The extent of this country’s infrastructure deficiency is best illustrated by the fact that the Duterte administration’s Build, Build, Build program comprises 75 infrastructure projects described as flagship projects. The revelations in the recent Senate hearing on the program’s progress told FD investors that the Philippines’ infrastructure gap is not likely to be bridged soon.

A third—and arguably the most powerful—cause of this country’s consistently poor performance in the FDI area was re-highlighted recently by a report by Fitch Solutions, an affiliate of the famed international credit rating agency, on the regulatory situation in this part of the world. Fitch Solutions maintains a Project Risk Index (PRI) that measures the financing, construction and operational risk of carrying out an infrastructure project. In its latest PRI report, Fitch Solutions stated that the Philippines had “one of the biggest regulatory risks” compared to the other countries of this region. In the Regulation sub-component of the PRI rating the Philippines scored 48.2—a score lower than those of Malaysia (70.2), Vietnam (59.4) and Indonesia (49.1).

What does Fitch Solutions refer to when it speaks of regulatory risk?

“(T)he risks of retroactive changes in government and, more particularly government intervention in deals that had previously been signed between public and private stakeholders are comparatively higher in the Philippines,” Fitch Solutions said. “These risks can undermine investors’ confidence, especially the confidence of foreign companies that are less familiar with the business environment, leading possibly to a higher cost of doing business and deterring inflows of foreign direct investment.”

Fitch Solutions pointed to the current issue of the Philippine government’s water concession agreements with Manila Water Co. and Maynilad Corporation as cases in point.
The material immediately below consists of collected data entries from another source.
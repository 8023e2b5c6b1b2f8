use image::{DynamicImage, GrayImage, RgbImage, RgbaImage};

use crate::error::{DrawError, DrawResult};

#[derive(Clone, Debug, PartialEq, Eq)]
pub struct PixelArray {
    height: usize,
    width: usize,
    channels: usize,
    data: Vec<u8>,
}

fn byte_count(height: usize, width: usize, channels: usize) -> DrawResult<usize> {
    height
        .checked_mul(width)
        .and_then(|area| area.checked_mul(channels))
        .ok_or_else(|| {
            DrawError::InvalidArray(format!("{height}x{width}x{channels} overflows the address space"))
        })
}

impl PixelArray {
    pub fn new(height: usize, width: usize, channels: usize, data: Vec<u8>) -> DrawResult<Self> {
        if !matches!(channels, 1 | 3 | 4) {
            return Err(DrawError::InvalidArray(format!(
                "unsupported channel count {channels}"
            )));
        }
        let expected = byte_count(height, width, channels)?;
        if data.len() != expected {
            return Err(DrawError::InvalidArray(format!(
                "expected {expected} bytes for {height}x{width}x{channels}, got {}",
                data.len()
            )));
        }
        Ok(Self {
            height,
            width,
            channels,
            data,
        })
    }

    pub fn zeros(height: usize, width: usize, channels: usize) -> DrawResult<Self> {
        let len = byte_count(height, width, channels)?;
        Self::new(height, width, channels, vec![0; len])
    }

    pub fn shape(&self) -> (usize, usize, usize) {
        (self.height, self.width, self.channels)
    }

    pub fn data(&self) -> &[u8] {
        &self.data
    }

    pub fn pixel(&self, x: usize, y: usize) -> Option<&[u8]> {
        if x >= self.width || y >= self.height {
            return None;
        }
        let start = (y * self.width + x) * self.channels;
        self.data.get(start..start + self.channels)
    }

    pub fn to_image(&self) -> DrawResult<DynamicImage> {
        let invalid = || DrawError::InvalidArray("array does not fit an image".to_string());
        let width = u32::try_from(self.width).map_err(|_| invalid())?;
        let height = u32::try_from(self.height).map_err(|_| invalid())?;
        let data = self.data.clone();
        let image = match self.channels {
            1 => GrayImage::from_raw(width, height, data).map(DynamicImage::ImageLuma8),
            3 => RgbImage::from_raw(width, height, data).map(DynamicImage::ImageRgb8),
            _ => RgbaImage::from_raw(width, height, data).map(DynamicImage::ImageRgba8),
        };
        image.ok_or_else(invalid)
    }

    pub fn from_image(image: &DynamicImage) -> Self {
        let height = image.height() as usize;
        let width = image.width() as usize;
        let (channels, data) = match image {
            DynamicImage::ImageLuma8(buffer) => (1, buffer.as_raw().clone()),
            DynamicImage::ImageRgb8(buffer) => (3, buffer.as_raw().clone()),
            DynamicImage::ImageRgba8(buffer) => (4, buffer.as_raw().clone()),
            other => (4, other.to_rgba8().into_raw()),
        };
        Self {
            height,
            width,
            channels,
            data,
        }
    }
}

#[derive(Clone, Debug)]
pub enum Picture {
    Native(DynamicImage),
    Array(PixelArray),
}

impl Picture {
    pub fn into_image(self) -> DrawResult<DynamicImage> {
        match self {
            Self::Native(image) => Ok(image),
            Self::Array(array) => array.to_image(),
        }
    }

    pub fn to_image(&self) -> DrawResult<DynamicImage> {
        match self {
            Self::Native(image) => Ok(image.clone()),
            Self::Array(array) => array.to_image(),
        }
    }

    pub fn as_native(&self) -> Option<&DynamicImage> {
        match self {
            Self::Native(image) => Some(image),
            Self::Array(_) => None,
        }
    }

    pub fn as_array(&self) -> Option<&PixelArray> {
        match self {
            Self::Native(_) => None,
            Self::Array(array) => Some(array),
        }
    }
}

impl From<DynamicImage> for Picture {
    fn from(value: DynamicImage) -> Self {
        Self::Native(value)
    }
}

impl From<RgbaImage> for Picture {
    fn from(value: RgbaImage) -> Self {
        Self::Native(DynamicImage::ImageRgba8(value))
    }
}

impl From<RgbImage> for Picture {
    fn from(value: RgbImage) -> Self {
        Self::Native(DynamicImage::ImageRgb8(value))
    }
}

impl From<PixelArray> for Picture {
    fn from(value: PixelArray) -> Self {
        Self::Array(value)
    }
}

pub(crate) fn restore_layout(drawn: RgbaImage, like: &DynamicImage) -> DynamicImage {
    let drawn = DynamicImage::ImageRgba8(drawn);
    match like {
        DynamicImage::ImageLuma8(_) => DynamicImage::ImageLuma8(drawn.to_luma8()),
        DynamicImage::ImageRgb8(_) => DynamicImage::ImageRgb8(drawn.to_rgb8()),
        _ => drawn,
    }
}

#[cfg(test)]
mod tests {
    use image::DynamicImage;

    use super::{restore_layout, PixelArray, Picture};
    use crate::error::DrawError;

    #[test]
    fn array_shape_is_validated() {
        assert!(PixelArray::new(2, 2, 3, vec![0; 12]).is_ok());
        assert!(PixelArray::new(2, 2, 3, vec![0; 11]).is_err());
        assert!(PixelArray::new(2, 2, 2, vec![0; 8]).is_err());
    }

    #[test]
    fn oversized_shapes_are_rejected_without_allocating() {
        assert!(matches!(
            PixelArray::new(usize::MAX, 2, 3, Vec::new()),
            Err(DrawError::InvalidArray(_))
        ));
        assert!(matches!(
            PixelArray::zeros(usize::MAX, 2, 1),
            Err(DrawError::InvalidArray(_))
        ));
    }

    #[test]
    fn rgb_array_converts_to_rgb_image_and_back() {
        let mut data = vec![0; 2 * 3 * 3];
        data[3..6].copy_from_slice(&[1, 2, 3]);
        let array = PixelArray::new(2, 3, 3, data).expect("array");

        let image = Picture::from(array.clone()).into_image().expect("image");
        assert!(matches!(image, DynamicImage::ImageRgb8(_)));
        assert_eq!(image.width(), 3);
        assert_eq!(image.height(), 2);

        let back = PixelArray::from_image(&image);
        assert_eq!(back, array);
        assert_eq!(back.pixel(1, 0), Some(&[1u8, 2, 3][..]));
    }

    #[test]
    fn restore_layout_keeps_channel_count() {
        let original = DynamicImage::ImageRgb8(image::RgbImage::new(2, 2));
        let restored = restore_layout(original.to_rgba8(), &original);
        assert!(matches!(restored, DynamicImage::ImageRgb8(_)));
    }
}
The government has ordered the renegotiation of the agreements, citing alleged “onerous” provisions, and has rescinded the 25-year extension of the agreements. “(S)imilar agreements signed between the government and private companies could come under the spotlight,” the Fitch Solutions report warned. “(T)he water concession revocation case paves the way for the review of other possible ‘disadvantageous’ agreements, putting (at risk) the long-term financial viability of companies relying on such contracts.” Fitch Solutions went on to say that the government’s actions “(have) derailed the long-term planning and created a high degree of financial difficulty—in aspects such as borrowing (funds) and attracting new capital—due to revenue uncertainty.”

And what is Fitch Solutions’ conclusion regarding the government’s actions on the water concession agreements? “We believe investors will be concerned over the possibility of similar instances of government intervention, which would create uncertainty for their business operations ….. There is a possibility that foreign direct investment may take a hit in the short term.”

After reading the Fitch Solutions report and learning of its low PRI rating, there no longer is reason to wonder why the Philippines continues to perform badly in the FDI contest.